À ce jour, aucune étude n’identifie la patate douce comme un facteur de risque vis-à-vis des calculs d’oxalate chez le chien ou le chat. Chez le chien, la charge calcique alimentaire semble influencer davantage le risque de cristallisation que la quantité d’oxalate apportée par la ration. Les travaux sur l’effet potentiel des fibres fermentescibles sur l’absorption intestinale de l’oxalate sont encore en cours.

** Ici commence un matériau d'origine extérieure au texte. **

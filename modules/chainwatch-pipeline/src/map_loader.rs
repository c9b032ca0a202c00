//! Map Loader — stage 3 of the pipeline.
//!
//! Read-only projection of assessed, locatable events into render-ready
//! MapEntry records: highest risk first, recency breaking ties.

use tracing::info;

use chainwatch_common::{ChainwatchError, MapEntry};

use crate::traits::EventStore;

/// Load every assessed event with a resolved location, ordered by
/// risk_score descending, then published_at descending. Zero qualifying
/// events is an empty vec, not an error.
pub async fn load_map_entries(store: &dyn EventStore) -> Result<Vec<MapEntry>, ChainwatchError> {
    let pairs = store
        .assessed_with_location()
        .await
        .map_err(|e| ChainwatchError::Store(e.to_string()))?;

    let mut entries: Vec<MapEntry> = pairs
        .iter()
        .filter_map(|(event, assessment)| MapEntry::from_pair(event, assessment))
        .collect();

    entries.sort_by(|a, b| {
        b.risk_score
            .total_cmp(&a.risk_score)
            .then_with(|| b.published_at.cmp(&a.published_at))
    });

    info!(entries = entries.len(), "Map load complete");
    Ok(entries)
}

#[cfg(test)]
mod tests {
    use super::*;
    use crate::testing::{test_assessment, test_event, MemoryStore};
    use crate::traits::EventStore;
    use chainwatch_common::GeoPoint;

    async fn seed(
        store: &MemoryStore,
        url: &str,
        hours_old: i64,
        score: f64,
        location: Option<GeoPoint>,
    ) -> String {
        let event = test_event(url, url, hours_old);
        store.create_event_if_absent(&event).await.unwrap();
        let mut assessment = test_assessment(&event.id, score);
        assessment.resolved_location = location;
        store.put_assessment(&assessment).await.unwrap();
        event.id
    }

    #[tokio::test]
    async fn empty_store_yields_empty_sequence() {
        let store = MemoryStore::new();
        let entries = load_map_entries(&store).await.unwrap();
        assert!(entries.is_empty());
    }

    #[tokio::test]
    async fn events_without_location_are_excluded() {
        let store = MemoryStore::new();
        let here = GeoPoint { lat: 1.0, lng: 2.0 };
        let kept = seed(&store, "https://example.com/a", 0, 0.9, Some(here)).await;
        seed(&store, "https://example.com/b", 1, 0.95, None).await;

        let entries = load_map_entries(&store).await.unwrap();
        assert_eq!(entries.len(), 1);
        assert_eq!(entries[0].event_id, kept);
    }

    #[tokio::test]
    async fn ordered_by_risk_then_recency() {
        let store = MemoryStore::new();
        let here = GeoPoint { lat: 1.0, lng: 2.0 };
        let low = seed(&store, "https://example.com/low", 0, 0.2, Some(here)).await;
        let high = seed(&store, "https://example.com/high", 5, 0.8, Some(here)).await;
        // Same score, different ages: newer first.
        let tie_old = seed(&store, "https://example.com/tie-old", 10, 0.5, Some(here)).await;
        let tie_new = seed(&store, "https://example.com/tie-new", 2, 0.5, Some(here)).await;

        let entries = load_map_entries(&store).await.unwrap();
        let ids: Vec<&str> = entries.iter().map(|e| e.event_id.as_str()).collect();
        assert_eq!(ids, vec![&high[..], &tie_new[..], &tie_old[..], &low[..]]);

        let scores: Vec<f64> = entries.iter().map(|e| e.risk_score).collect();
        assert!(scores.windows(2).all(|w| w[0] >= w[1]));
    }

    #[tokio::test]
    async fn load_does_not_mutate_the_store() {
        let store = MemoryStore::new();
        let here = GeoPoint { lat: 1.0, lng: 2.0 };
        seed(&store, "https://example.com/a", 0, 0.9, Some(here)).await;

        load_map_entries(&store).await.unwrap();
        load_map_entries(&store).await.unwrap();
        assert_eq!(store.event_count(), 1);
        assert_eq!(store.assessment_count(), 1);
    }
}
use serde::Serialize;

/// Summary of one pipeline run. Always distinguishes fetched, stored,
/// assessed, skipped-on-error and mappable counts, even on partial failure.
#[derive(Debug, Default, Serialize)]
pub struct RunSummary {
    /// Articles the provider returned.
    pub fetched: u32,
    /// Events newly stored this run.
    pub stored: u32,
    /// Articles whose event id already existed.
    pub deduplicated: u32,
    /// Articles dropped for missing a usable URL.
    pub skipped_invalid: u32,
    /// Events assessed this run (backlog included).
    pub assessed: u32,
    /// Events left unassessed because scoring failed.
    pub skipped_on_error: u32,
    /// Assessed events with a resolved location, ready for the map.
    pub mappable: u32,
    /// Per-event scoring failures.
    pub errors: Vec<String>,
}

impl std::fmt::Display for RunSummary {
    fn fmt(&self, f: &mut std::fmt::Formatter<'_>) -> std::fmt::Result {
        writeln!(f, "\n=== Pipeline Run Complete ===")?;
        writeln!(f, "Articles returned:  {}", self.fetched)?;
        writeln!(f, "Events stored:      {}", self.stored)?;
        writeln!(f, "Duplicates skipped: {}", self.deduplicated)?;
        writeln!(f, "Invalid articles:   {}", self.skipped_invalid)?;
        writeln!(f, "Events assessed:    {}", self.assessed)?;
        writeln!(f, "Skipped on error:   {}", self.skipped_on_error)?;
        writeln!(f, "Mappable entries:   {}", self.mappable)?;
        if !self.errors.is_empty() {
            writeln!(f, "\nErrors:")?;
            for e in &self.errors {
                writeln!(f, "  - {e}")?;
            }
        }
        Ok(())
    }
}

#[cfg(test)]
mod tests {
    use super::*;

    #[test]
    fn display_renders_all_counts() {
        let summary = RunSummary {
            fetched: 5,
            stored: 3,
            deduplicated: 2,
            skipped_invalid: 0,
            assessed: 2,
            skipped_on_error: 1,
            mappable: 1,
            errors: vec!["Scoring provider error: abc123: timeout".to_string()],
        };
        let rendered = summary.to_string();
        for needle in [
            "Articles returned:  5",
            "Events stored:      3",
            "Duplicates skipped: 2",
            "Events assessed:    2",
            "Skipped on error:   1",
            "Mappable entries:   1",
            "Scoring provider error: abc123",
        ] {
            assert!(rendered.contains(needle), "missing {needle:?}");
        }
    }
}
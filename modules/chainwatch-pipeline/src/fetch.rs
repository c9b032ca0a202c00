//! Event Fetcher — stage 1 of the pipeline.
//!
//! One provider call per run, then a per-article store loop. Ids are
//! content-addressed (SHA-256 of the article URL) and the store's
//! merge-if-absent makes the loop idempotent: re-fetching the same
//! articles stores nothing new.

use chrono::Utc;
use tracing::{info, warn};

use chainwatch_common::{event_id, ChainwatchError, Event, Query};

use crate::run_log::{EventKind, RunLog};
use crate::traits::{EventStore, NewsSource, RawArticle};

/// Counts from one fetch stage.
#[derive(Debug, Default)]
pub struct FetchOutcome {
    pub fetched: u32,
    pub stored: u32,
    pub deduplicated: u32,
    pub skipped_invalid: u32,
}

/// Fetch articles for `query` and store the new ones.
///
/// A provider failure aborts the stage (nothing to assess yet); retry
/// policy belongs to the caller. Store failures abort too — a half-written
/// batch is safe to re-run thanks to id dedup.
pub async fn fetch_events(
    source: &dyn NewsSource,
    store: &dyn EventStore,
    query: &Query,
    log: &mut RunLog,
) -> Result<FetchOutcome, ChainwatchError> {
    let articles = match source.search(query).await {
        Ok(articles) => articles,
        Err(e) => {
            log.log(EventKind::FetchFailed {
                error: e.to_string(),
            });
            return Err(ChainwatchError::NewsProvider(e.to_string()));
        }
    };

    let mut outcome = FetchOutcome {
        fetched: articles.len() as u32,
        ..Default::default()
    };

    for article in articles {
        let Some(url) = article.url.clone() else {
            warn!(title = article.title.as_str(), "Article without URL skipped");
            outcome.skipped_invalid += 1;
            continue;
        };

        let event = event_from_article(article, &url);

        let created = store
            .create_event_if_absent(&event)
            .await
            .map_err(|e| ChainwatchError::Store(e.to_string()))?;

        if created {
            outcome.stored += 1;
            log.log(EventKind::EventStored {
                event_id: event.id.clone(),
                title: event.title.clone(),
                source_url: url,
            });
        } else {
            outcome.deduplicated += 1;
            log.log(EventKind::EventDeduplicated {
                event_id: event.id.clone(),
                source_url: url,
            });
        }
    }

    info!(
        fetched = outcome.fetched,
        stored = outcome.stored,
        deduplicated = outcome.deduplicated,
        "Fetch stage complete"
    );
    log.log(EventKind::FetchCompleted {
        articles_returned: outcome.fetched,
        stored: outcome.stored,
        deduplicated: outcome.deduplicated,
    });

    Ok(outcome)
}

fn event_from_article(article: RawArticle, url: &str) -> Event {
    let raw_text = match (
        article.description.is_empty(),
        article.content.is_empty(),
    ) {
        (false, false) => format!("{}\n\n{}", article.description, article.content),
        (false, true) => article.description,
        (true, false) => article.content,
        (true, true) => article.title.clone(),
    };

    Event {
        id: event_id(url),
        title: article.title,
        source: article.source,
        published_at: article.published_at.unwrap_or_else(Utc::now),
        url: url.to_string(),
        raw_text,
        location_hint: article.location_hint,
    }
}

#[cfg(test)]
mod tests {
    use super::*;
    use crate::testing::{test_article, MemoryStore, MockNewsSource};
    use chainwatch_common::{DEFAULT_COUNT, DEFAULT_TOPIC};
    use chrono::NaiveDate;

    fn test_query() -> Query {
        Query {
            topic: DEFAULT_TOPIC.to_string(),
            count: DEFAULT_COUNT,
            from_date: NaiveDate::from_ymd_opt(2025, 6, 8).unwrap(),
            to_date: NaiveDate::from_ymd_opt(2025, 6, 15).unwrap(),
        }
    }

    #[tokio::test]
    async fn stores_new_events() {
        let source = MockNewsSource::with_articles(vec![
            test_article("https://example.com/a", "Port strike"),
            test_article("https://example.com/b", "Factory fire"),
        ]);
        let store = MemoryStore::new();
        let mut log = RunLog::new("test");

        let outcome = fetch_events(&source, &store, &test_query(), &mut log)
            .await
            .unwrap();
        assert_eq!(outcome.fetched, 2);
        assert_eq!(outcome.stored, 2);
        assert_eq!(outcome.deduplicated, 0);
        assert_eq!(store.event_count(), 2);
    }

    #[tokio::test]
    async fn refetching_identical_articles_stores_nothing() {
        let source = MockNewsSource::with_articles(vec![
            test_article("https://example.com/a", "Port strike"),
            test_article("https://example.com/b", "Factory fire"),
        ]);
        let store = MemoryStore::new();
        let mut log = RunLog::new("test");

        let first = fetch_events(&source, &store, &test_query(), &mut log)
            .await
            .unwrap();
        assert_eq!(first.stored, 2);

        let second = fetch_events(&source, &store, &test_query(), &mut log)
            .await
            .unwrap();
        assert_eq!(second.stored, 0);
        assert_eq!(second.deduplicated, 2);
        assert_eq!(store.event_count(), 2);
    }

    #[tokio::test]
    async fn provider_failure_is_surfaced() {
        let source = MockNewsSource::failing("rate limited");
        let store = MemoryStore::new();
        let mut log = RunLog::new("test");

        let err = fetch_events(&source, &store, &test_query(), &mut log)
            .await
            .unwrap_err();
        assert!(matches!(err, ChainwatchError::NewsProvider(_)));
        assert_eq!(store.event_count(), 0);
    }

    #[tokio::test]
    async fn article_without_url_is_skipped() {
        let mut broken = test_article("https://example.com/a", "No link");
        broken.url = None;
        let source = MockNewsSource::with_articles(vec![
            broken,
            test_article("https://example.com/b", "Good link"),
        ]);
        let store = MemoryStore::new();
        let mut log = RunLog::new("test");

        let outcome = fetch_events(&source, &store, &test_query(), &mut log)
            .await
            .unwrap();
        assert_eq!(outcome.skipped_invalid, 1);
        assert_eq!(outcome.stored, 1);
        assert_eq!(store.event_count(), 1);
    }

    #[tokio::test]
    async fn empty_raw_text_falls_back_to_title() {
        let mut article = test_article("https://example.com/a", "Just a headline");
        article.description = String::new();
        article.content = String::new();
        let source = MockNewsSource::with_articles(vec![article]);
        let store = MemoryStore::new();
        let mut log = RunLog::new("test");

        fetch_events(&source, &store, &test_query(), &mut log)
            .await
            .unwrap();
        let events = store.unassessed_events().await.unwrap();
        assert_eq!(events[0].raw_text, "Just a headline");
    }
}
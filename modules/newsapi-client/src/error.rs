use thiserror::Error;

pub type Result<T> = std::result::Result<T, NewsApiError>;

#[derive(Debug, Error)]
pub enum NewsApiError {
    #[error("Network error: {0}")]
    Network(String),

    #[error("API error (status {status}): {message}")]
    Api { status: u16, message: String },

    #[error("Parse error: {0}")]
    Parse(String),
}

impl From<reqwest::Error> for NewsApiError {
    fn from(err: reqwest::Error) -> Self {
        NewsApiError::Network(err.to_string())
    }
}

impl From<serde_json::Error> for NewsApiError {
    fn from(err: serde_json::Error) -> Self {
        NewsApiError::Parse(err.to_string())
    }
}
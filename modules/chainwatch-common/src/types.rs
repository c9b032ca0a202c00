use chrono::{DateTime, NaiveDate, Utc};
use schemars::JsonSchema;
use serde::{Deserialize, Serialize};

// --- Query defaults ---

/// Fallback search query when an instruction names no topic.
pub const DEFAULT_TOPIC: &str =
    "supply chain disruptions OR supply chain risks OR geopolitical challenges";

/// Fallback article count when an instruction names none.
pub const DEFAULT_COUNT: u32 = 10;

/// Fallback date window in days, ending today.
pub const DEFAULT_WINDOW_DAYS: i64 = 7;

/// A structured news query, extracted from a free-text instruction.
#[derive(Debug, Clone, PartialEq, Eq, Serialize, Deserialize)]
pub struct Query {
    pub topic: String,
    pub count: u32,
    pub from_date: NaiveDate,
    pub to_date: NaiveDate,
}

// --- Geo Types ---

#[derive(Debug, Clone, Copy, PartialEq, Serialize, Deserialize, JsonSchema)]
pub struct GeoPoint {
    pub lat: f64,
    pub lng: f64,
}

// --- Risk bucketing ---

#[derive(Debug, Clone, Copy, PartialEq, Eq, Serialize, Deserialize, JsonSchema)]
#[serde(rename_all = "snake_case")]
pub enum RiskCategory {
    Low,
    Medium,
    High,
    Critical,
}

impl RiskCategory {
    /// Bucket a risk score into a category. Total over [0,1]; the 0.75,
    /// 0.5 and 0.25 boundaries are inclusive on the higher bucket.
    pub fn from_score(score: f64) -> Self {
        if score >= 0.75 {
            RiskCategory::Critical
        } else if score >= 0.5 {
            RiskCategory::High
        } else if score >= 0.25 {
            RiskCategory::Medium
        } else {
            RiskCategory::Low
        }
    }

    pub fn from_str_loose(s: &str) -> Self {
        match s.to_lowercase().as_str() {
            "critical" => RiskCategory::Critical,
            "high" => RiskCategory::High,
            "medium" => RiskCategory::Medium,
            _ => RiskCategory::Low,
        }
    }
}

impl std::fmt::Display for RiskCategory {
    fn fmt(&self, f: &mut std::fmt::Formatter<'_>) -> std::fmt::Result {
        match self {
            RiskCategory::Low => write!(f, "low"),
            RiskCategory::Medium => write!(f, "medium"),
            RiskCategory::High => write!(f, "high"),
            RiskCategory::Critical => write!(f, "critical"),
        }
    }
}

// --- Event ---

/// A single ingested article describing a geopolitical occurrence.
/// Immutable once stored; assessments link to it by id.
#[derive(Debug, Clone, Serialize, Deserialize)]
pub struct Event {
    /// Stable id: hex SHA-256 of the article URL.
    pub id: String,
    pub title: String,
    /// Name of the publishing outlet.
    pub source: String,
    pub published_at: DateTime<Utc>,
    pub url: String,
    /// Description plus whatever article body the provider returned.
    pub raw_text: String,
    /// Location language found in the article itself, if any. The
    /// assessment's resolved location is authoritative over this.
    pub location_hint: Option<String>,
}

/// Stable event id for a source URL: hex-encoded SHA-256.
pub fn event_id(url: &str) -> String {
    use sha2::{Digest, Sha256};
    let mut hasher = Sha256::new();
    hasher.update(url.as_bytes());
    let digest = hasher.finalize();
    digest.iter().map(|b| format!("{b:02x}")).collect()
}

// --- Assessment ---

/// The risk evaluation computed for one Event. Created exactly once per
/// event; an existing assessment is never overwritten.
#[derive(Debug, Clone, Serialize, Deserialize)]
pub struct Assessment {
    pub event_id: String,
    /// Normalized risk score in [0,1].
    pub risk_score: f64,
    pub risk_category: RiskCategory,
    pub rationale: String,
    /// Where the disruption hits, when the scorer could determine it.
    pub resolved_location: Option<GeoPoint>,
    /// Whether the scorer judged the event relevant to supply chains at
    /// all. Carried for downstream styling, never used as a filter.
    pub relevant: bool,
    pub assessed_at: DateTime<Utc>,
}

// --- MapEntry ---

/// Render-ready projection of an (Event, Assessment) pair for geographic
/// display. Only pairs with a resolved location qualify.
#[derive(Debug, Clone, Serialize)]
pub struct MapEntry {
    pub event_id: String,
    pub title: String,
    pub url: String,
    pub source: String,
    pub published_at: DateTime<Utc>,
    pub risk_score: f64,
    pub risk_category: RiskCategory,
    pub relevant: bool,
    pub latitude: f64,
    pub longitude: f64,
    pub rationale: String,
}

impl MapEntry {
    pub fn from_pair(event: &Event, assessment: &Assessment) -> Option<Self> {
        let loc = assessment.resolved_location?;
        Some(Self {
            event_id: event.id.clone(),
            title: event.title.clone(),
            url: event.url.clone(),
            source: event.source.clone(),
            published_at: event.published_at,
            risk_score: assessment.risk_score,
            risk_category: assessment.risk_category,
            relevant: assessment.relevant,
            latitude: loc.lat,
            longitude: loc.lng,
            rationale: assessment.rationale.clone(),
        })
    }
}

#[cfg(test)]
mod tests {
    use super::*;

    #[test]
    fn event_id_deterministic() {
        let a = event_id("https://example.com/article");
        let b = event_id("https://example.com/article");
        assert_eq!(a, b);
        assert_eq!(a.len(), 64);
    }

    #[test]
    fn event_id_different_urls() {
        assert_ne!(
            event_id("https://example.com/a"),
            event_id("https://example.com/b")
        );
    }

    #[test]
    fn bucketing_boundaries_are_inclusive() {
        assert_eq!(RiskCategory::from_score(0.75), RiskCategory::Critical);
        assert_eq!(RiskCategory::from_score(0.5), RiskCategory::High);
        assert_eq!(RiskCategory::from_score(0.25), RiskCategory::Medium);
    }

    #[test]
    fn bucketing_total_over_unit_interval() {
        assert_eq!(RiskCategory::from_score(0.0), RiskCategory::Low);
        assert_eq!(RiskCategory::from_score(0.2499), RiskCategory::Low);
        assert_eq!(RiskCategory::from_score(0.4), RiskCategory::Medium);
        assert_eq!(RiskCategory::from_score(0.6), RiskCategory::High);
        assert_eq!(RiskCategory::from_score(1.0), RiskCategory::Critical);
        // Every hundredth of the interval maps to some bucket.
        for i in 0..=100 {
            let _ = RiskCategory::from_score(i as f64 / 100.0);
        }
    }

    #[test]
    fn map_entry_requires_location() {
        let event = Event {
            id: event_id("https://example.com/a"),
            title: "Port strike".to_string(),
            source: "Example Wire".to_string(),
            published_at: Utc::now(),
            url: "https://example.com/a".to_string(),
            raw_text: "Dock workers walked out".to_string(),
            location_hint: None,
        };
        let mut assessment = Assessment {
            event_id: event.id.clone(),
            risk_score: 0.8,
            risk_category: RiskCategory::Critical,
            rationale: "major port".to_string(),
            resolved_location: None,
            relevant: true,
            assessed_at: Utc::now(),
        };
        assert!(MapEntry::from_pair(&event, &assessment).is_none());

        assessment.resolved_location = Some(GeoPoint {
            lat: 51.9,
            lng: 4.48,
        });
        let entry = MapEntry::from_pair(&event, &assessment).unwrap();
        assert_eq!(entry.latitude, 51.9);
        assert_eq!(entry.risk_category, RiskCategory::Critical);
    }
}
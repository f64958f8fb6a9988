use norikae_server::config::AppConfig;
use norikae_server::network::NetworkClient;
use norikae_server::web::{AppState, create_router};
use tracing::info;
use tracing_subscriber::{layer::SubscriberExt, util::SubscriberInitExt};

#[tokio::main]
async fn main() -> Result<(), Box<dyn std::error::Error>> {
    tracing_subscriber::registry()
        .with(
            tracing_subscriber::EnvFilter::try_from_default_env()
                .unwrap_or_else(|_| "norikae_server=debug,tower_http=info".into()),
        )
        .with(tracing_subscriber::fmt::layer())
        .init();

    let config = AppConfig::from_env()?;
    info!(
        addr = %config.addr,
        network_url = %config.network.url,
        timeout_secs = config.network.timeout_secs,
        "configuration loaded"
    );

    let network = NetworkClient::new(config.network.clone())?;
    let state = AppState::new(network);
    let app = create_router(state, &config.static_dir);

    let listener = tokio::net::TcpListener::bind(config.addr).await?;
    info!("listening on http://{}", config.addr);
    info!("  GET       /         - Landing page");
    info!("  GET       /health   - Health check");
    info!("  GET|POST  /pata     - Interleave a and b");
    info!("  GET|POST  /norikae  - Find the line serving start or dest");

    axum::serve(listener, app)
        .with_graceful_shutdown(shutdown_signal())
        .await?;

    info!("shut down");
    Ok(())
}

async fn shutdown_signal() {
    if let Err(e) = tokio::signal::ctrl_c().await {
        tracing::error!(error = %e, "failed to listen for ctrl-c");
        std::future::pending::<()>().await;
    }
}
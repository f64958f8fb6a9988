//! Line resolution for the norikae page.
//!
//! Finds the line the user is "on" by scanning the network for the first
//! station that equals either the start or the destination.

use tracing::trace;

use crate::domain::{ResolvedLine, RouteQuery, TransitNetwork};

/// Resolve which line serves the query's start or destination.
///
/// Lines are scanned in feed order and each line's stations in line order.
/// The first station equal to a non-empty query field ends the whole scan
/// and that station's line wins. When start and destination sit on
/// different lines, whichever line comes first in the feed is returned;
/// start does not take priority over destination.
///
/// Comparison is exact: case-sensitive, no trimming, no normalization.
/// An empty query field counts as not provided, so it never matches, not
/// even a station whose name is the empty string.
pub fn resolve_line(network: &TransitNetwork, query: &RouteQuery) -> ResolvedLine {
    ResolvedLine::at(network, find_line(network, query))
}

/// Position in `network` of the line [`resolve_line`] picks.
///
/// Distinguishes the winning line from later lines that share its name.
pub fn find_line(network: &TransitNetwork, query: &RouteQuery) -> Option<usize> {
    for (index, line) in network.lines().iter().enumerate() {
        if let Some(station) = line.stations.iter().find(|s| query.matches(s)) {
            trace!(line = %line.name, index, %station, "resolved line");
            return Some(index);
        }
    }

    None
}

#[cfg(test)]
mod tests {
    use super::*;
    use crate::domain::Line;

    fn red_blue() -> TransitNetwork {
        TransitNetwork::new(vec![
            Line::new("Red", ["X", "Y"]),
            Line::new("Blue", ["Y", "Z"]),
        ])
    }

    fn line(name: &str) -> ResolvedLine {
        ResolvedLine::Line(name.to_string())
    }

    #[test]
    fn first_line_in_feed_order_wins() {
        let query = RouteQuery::new("Y", "");
        assert_eq!(resolve_line(&red_blue(), &query), line("Red"));
    }

    #[test]
    fn destination_only() {
        let query = RouteQuery::new("", "Z");
        assert_eq!(resolve_line(&red_blue(), &query), line("Blue"));
    }

    #[test]
    fn earlier_line_beats_start_priority() {
        // Start is only on Blue, destination is on Red. Red comes first.
        let query = RouteQuery::new("Z", "X");
        assert_eq!(resolve_line(&red_blue(), &query), line("Red"));
    }

    #[test]
    fn station_order_within_line_does_not_change_winner() {
        let network = TransitNetwork::new(vec![
            Line::new("Green", ["A", "B", "C"]),
            Line::new("Yellow", ["C"]),
        ]);
        let query = RouteQuery::new("C", "");
        assert_eq!(resolve_line(&network, &query), line("Green"));
    }

    #[test]
    fn no_match_returns_sentinel() {
        let query = RouteQuery::new("Nowhere", "Elsewhere");
        assert_eq!(resolve_line(&red_blue(), &query), ResolvedLine::NoMatch);
    }

    #[test]
    fn both_empty_returns_sentinel() {
        let network = TransitNetwork::new(vec![Line::new("Ghost", [""])]);
        assert_eq!(
            resolve_line(&network, &RouteQuery::default()),
            ResolvedLine::NoMatch
        );
    }

    #[test]
    fn empty_network_returns_sentinel() {
        let query = RouteQuery::new("X", "Y");
        assert_eq!(
            resolve_line(&TransitNetwork::default(), &query),
            ResolvedLine::NoMatch
        );
    }

    #[test]
    fn comparison_is_case_sensitive_and_untrimmed() {
        assert_eq!(
            resolve_line(&red_blue(), &RouteQuery::new("y", "")),
            ResolvedLine::NoMatch
        );
        assert_eq!(
            resolve_line(&red_blue(), &RouteQuery::new("Y ", "")),
            ResolvedLine::NoMatch
        );
    }

    #[test]
    fn find_line_returns_first_position() {
        let network = TransitNetwork::new(vec![
            Line::new("Loop", ["A"]),
            Line::new("Loop", ["B"]),
            Line::new("Loop", ["B"]),
        ]);
        assert_eq!(find_line(&network, &RouteQuery::new("B", "")), Some(1));
        assert_eq!(find_line(&network, &RouteQuery::new("C", "")), None);
    }

    #[test]
    fn japanese_station_names() {
        let network = TransitNetwork::new(vec![
            Line::new("銀座線", ["渋谷", "表参道", "上野"]),
            Line::new("山手線", ["渋谷", "恵比寿"]),
        ]);
        let query = RouteQuery::new("恵比寿", "");
        assert_eq!(resolve_line(&network, &query), line("山手線"));
    }
}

Chez l’humain, la patate douce est effectivement un aliment modérément riche en oxalates, mais elle ne figure pas parmi les sources les plus problématiques, comme les épinards, la rhubarbe ou certaines noix. Les recommandations reposent avant tout sur une bonne hydratation, un apport calcique suffisant aux repas et la limitation des aliments très riches en oxalate, plutôt que sur l’exclusion de la patate douce qui est tolérée en quantité modérée pour les personnes à risque.
Transposer ces données à l’alimentation du chien et du chat n’a pas vraiment de sens, surtout que les quantités incorporées sont souvent inférieures à 20% (moins de 20g pour 100g d’aliment). En l’état actuel des connaissances, rien ne permet d’affirmer que la patate douce, intégrée en quantité raisonnable dans une ration équilibrée, favorise la formation de calculs d’oxalate chez ces espèces. Sauf si l’on souhaite dévaloriser cet aliment par la peur.
Quelles sont les différences entre la patate douce et la pomme de terre dans les croquettes ?
Sur le plan strictement fonctionnel, la pomme de terre et la patate douce remplissent le même rôle dans les croquettes : fournir un amidon digestible permettant d’apporter de l’énergie et de structurer le produit lors de l’extrusion. Lorsqu’elles sont correctement transformées, toutes deux présentent une excellente digestibilité.
Les différences tiennent davantage à des aspects secondaires mais néanmoins importants. La patate douce apporte une densité nutritionnelle légèrement différente, avec davantage de fibres et de bêta-carotène. La pomme de terre, plus neutre, se distingue par une grande constance technologique, un sourcing souvent plus local et un coût plus maîtrisé.
La patate douce est par ailleurs majoritairement importée en Europe, ce qui implique un impact environnemental plus élevé et un prix d’achat supérieur, sans que le bénéfice nutritionnel soit proportionnel dans toutes les situations.
Opposer la pomme de terre et la patate douce dans les croquettes relève davantage du discours marketing que de la réalité scientifique. Ces deux ingrédients sont digestes, stables et adaptés à l’alimentation canine et féline lorsqu’ils sont correctement utilisés. Les craintes liées à la solanine dans la pomme de terre ou aux oxalates dans la patate douce ne sont pas étayées par les données disponibles chez le chien et le chat.